**What the task requires:** From the records below, set down exactly the lines starting with the line that contains "bytes_f64 / GIB)" and going on through the line that contains "Duration::ZERO". Nothing else is wanted.

[Excerpts from a dataset]
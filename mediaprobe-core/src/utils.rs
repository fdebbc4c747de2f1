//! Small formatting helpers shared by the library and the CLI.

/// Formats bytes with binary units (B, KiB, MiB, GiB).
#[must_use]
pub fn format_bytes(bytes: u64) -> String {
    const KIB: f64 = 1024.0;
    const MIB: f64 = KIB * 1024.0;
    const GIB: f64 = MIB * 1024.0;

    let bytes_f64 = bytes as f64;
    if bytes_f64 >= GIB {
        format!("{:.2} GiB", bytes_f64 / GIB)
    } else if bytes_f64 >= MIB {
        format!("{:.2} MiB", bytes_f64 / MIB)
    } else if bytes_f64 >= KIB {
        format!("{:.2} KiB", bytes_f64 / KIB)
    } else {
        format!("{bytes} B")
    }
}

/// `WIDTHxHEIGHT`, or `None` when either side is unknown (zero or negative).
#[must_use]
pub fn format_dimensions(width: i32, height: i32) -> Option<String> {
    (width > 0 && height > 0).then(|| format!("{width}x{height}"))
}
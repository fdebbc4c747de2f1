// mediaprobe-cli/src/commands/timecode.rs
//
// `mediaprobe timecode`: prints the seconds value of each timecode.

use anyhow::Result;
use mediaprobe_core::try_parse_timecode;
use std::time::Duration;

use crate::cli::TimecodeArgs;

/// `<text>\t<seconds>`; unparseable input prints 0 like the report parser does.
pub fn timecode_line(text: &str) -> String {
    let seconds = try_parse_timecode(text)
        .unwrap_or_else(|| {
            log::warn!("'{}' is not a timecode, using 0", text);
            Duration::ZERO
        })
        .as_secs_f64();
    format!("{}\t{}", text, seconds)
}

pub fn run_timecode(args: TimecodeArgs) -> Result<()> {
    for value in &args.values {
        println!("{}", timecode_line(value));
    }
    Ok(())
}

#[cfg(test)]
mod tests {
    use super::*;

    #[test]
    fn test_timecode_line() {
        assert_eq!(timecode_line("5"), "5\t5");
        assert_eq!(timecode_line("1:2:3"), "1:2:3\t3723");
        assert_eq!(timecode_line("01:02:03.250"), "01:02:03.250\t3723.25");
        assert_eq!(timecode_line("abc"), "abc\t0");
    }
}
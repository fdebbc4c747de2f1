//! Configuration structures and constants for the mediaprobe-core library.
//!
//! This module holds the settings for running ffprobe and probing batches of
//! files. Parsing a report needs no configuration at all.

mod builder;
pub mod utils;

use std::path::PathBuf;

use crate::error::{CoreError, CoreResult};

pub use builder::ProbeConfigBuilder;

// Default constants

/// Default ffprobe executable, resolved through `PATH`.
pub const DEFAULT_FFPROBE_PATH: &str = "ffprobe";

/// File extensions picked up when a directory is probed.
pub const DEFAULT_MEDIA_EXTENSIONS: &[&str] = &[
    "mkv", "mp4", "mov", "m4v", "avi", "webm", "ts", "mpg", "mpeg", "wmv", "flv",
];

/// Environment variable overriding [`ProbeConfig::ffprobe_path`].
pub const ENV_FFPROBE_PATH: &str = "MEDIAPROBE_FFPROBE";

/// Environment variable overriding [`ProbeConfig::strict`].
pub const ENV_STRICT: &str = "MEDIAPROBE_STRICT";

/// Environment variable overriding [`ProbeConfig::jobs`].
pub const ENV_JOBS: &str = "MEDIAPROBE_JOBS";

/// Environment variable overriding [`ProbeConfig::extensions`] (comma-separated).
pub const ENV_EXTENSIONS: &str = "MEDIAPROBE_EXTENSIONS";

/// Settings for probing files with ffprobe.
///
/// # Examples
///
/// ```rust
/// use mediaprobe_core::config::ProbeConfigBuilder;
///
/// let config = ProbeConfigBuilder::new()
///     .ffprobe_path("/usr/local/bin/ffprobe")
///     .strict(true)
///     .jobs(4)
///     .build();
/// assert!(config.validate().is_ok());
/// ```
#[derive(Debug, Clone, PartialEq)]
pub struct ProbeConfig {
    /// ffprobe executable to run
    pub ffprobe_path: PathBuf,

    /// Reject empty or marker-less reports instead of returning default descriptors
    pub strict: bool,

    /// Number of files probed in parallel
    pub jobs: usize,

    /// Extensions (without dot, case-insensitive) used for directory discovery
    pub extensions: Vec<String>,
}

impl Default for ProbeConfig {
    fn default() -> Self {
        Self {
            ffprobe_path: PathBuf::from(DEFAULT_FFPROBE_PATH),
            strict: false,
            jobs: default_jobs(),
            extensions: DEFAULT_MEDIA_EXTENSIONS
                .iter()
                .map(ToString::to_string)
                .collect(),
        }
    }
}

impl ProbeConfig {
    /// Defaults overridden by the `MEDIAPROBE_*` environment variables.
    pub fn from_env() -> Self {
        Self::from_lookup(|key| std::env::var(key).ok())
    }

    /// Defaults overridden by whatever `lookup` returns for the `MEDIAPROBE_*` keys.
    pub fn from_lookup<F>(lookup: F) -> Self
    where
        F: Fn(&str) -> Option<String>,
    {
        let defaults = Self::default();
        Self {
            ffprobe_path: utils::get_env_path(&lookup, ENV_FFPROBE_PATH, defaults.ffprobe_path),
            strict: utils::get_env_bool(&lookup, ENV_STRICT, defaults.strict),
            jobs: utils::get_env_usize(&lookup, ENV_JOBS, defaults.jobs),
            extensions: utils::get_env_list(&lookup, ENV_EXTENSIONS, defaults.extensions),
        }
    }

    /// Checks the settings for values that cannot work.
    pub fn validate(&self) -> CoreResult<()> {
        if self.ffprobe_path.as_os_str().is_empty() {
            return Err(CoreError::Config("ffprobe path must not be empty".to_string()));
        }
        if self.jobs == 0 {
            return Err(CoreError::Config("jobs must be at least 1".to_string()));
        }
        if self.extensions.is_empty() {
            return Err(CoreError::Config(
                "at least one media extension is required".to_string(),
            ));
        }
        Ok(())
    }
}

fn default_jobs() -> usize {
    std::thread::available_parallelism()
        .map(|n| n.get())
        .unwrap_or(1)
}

**Finished task:**
        format!("{:.2} GiB", bytes_f64 / GIB)
    } else if bytes_f64 >= MIB {
        format!("{:.2} MiB", bytes_f64 / MIB)
    } else if bytes_f64 >= KIB {
        format!("{:.2} KiB", bytes_f64 / KIB)
    } else {
        format!("{bytes} B")
    }
}

/// `WIDTHxHEIGHT`, or `None` when either side is unknown (zero or negative).
#[must_use]
pub fn format_dimensions(width: i32, height: i32) -> Option<String> {
    (width > 0 && height > 0).then(|| format!("{width}x{height}"))
}
repository fdebbc4c747de2f1
// mediaprobe-cli/src/commands/timecode.rs
//
// `mediaprobe timecode`: prints the seconds value of each timecode.

use anyhow::Result;
use mediaprobe_core::try_parse_timecode;
use std::time::Duration;

use crate::cli::TimecodeArgs;

/// `<text>\t<seconds>`; unparseable input prints 0 like the report parser does.
pub fn timecode_line(text: &str) -> String {
    let seconds = try_parse_timecode(text)
        .unwrap_or_else(|| {
            log::warn!("'{}' is not a timecode, using 0", text);
            Duration::ZERO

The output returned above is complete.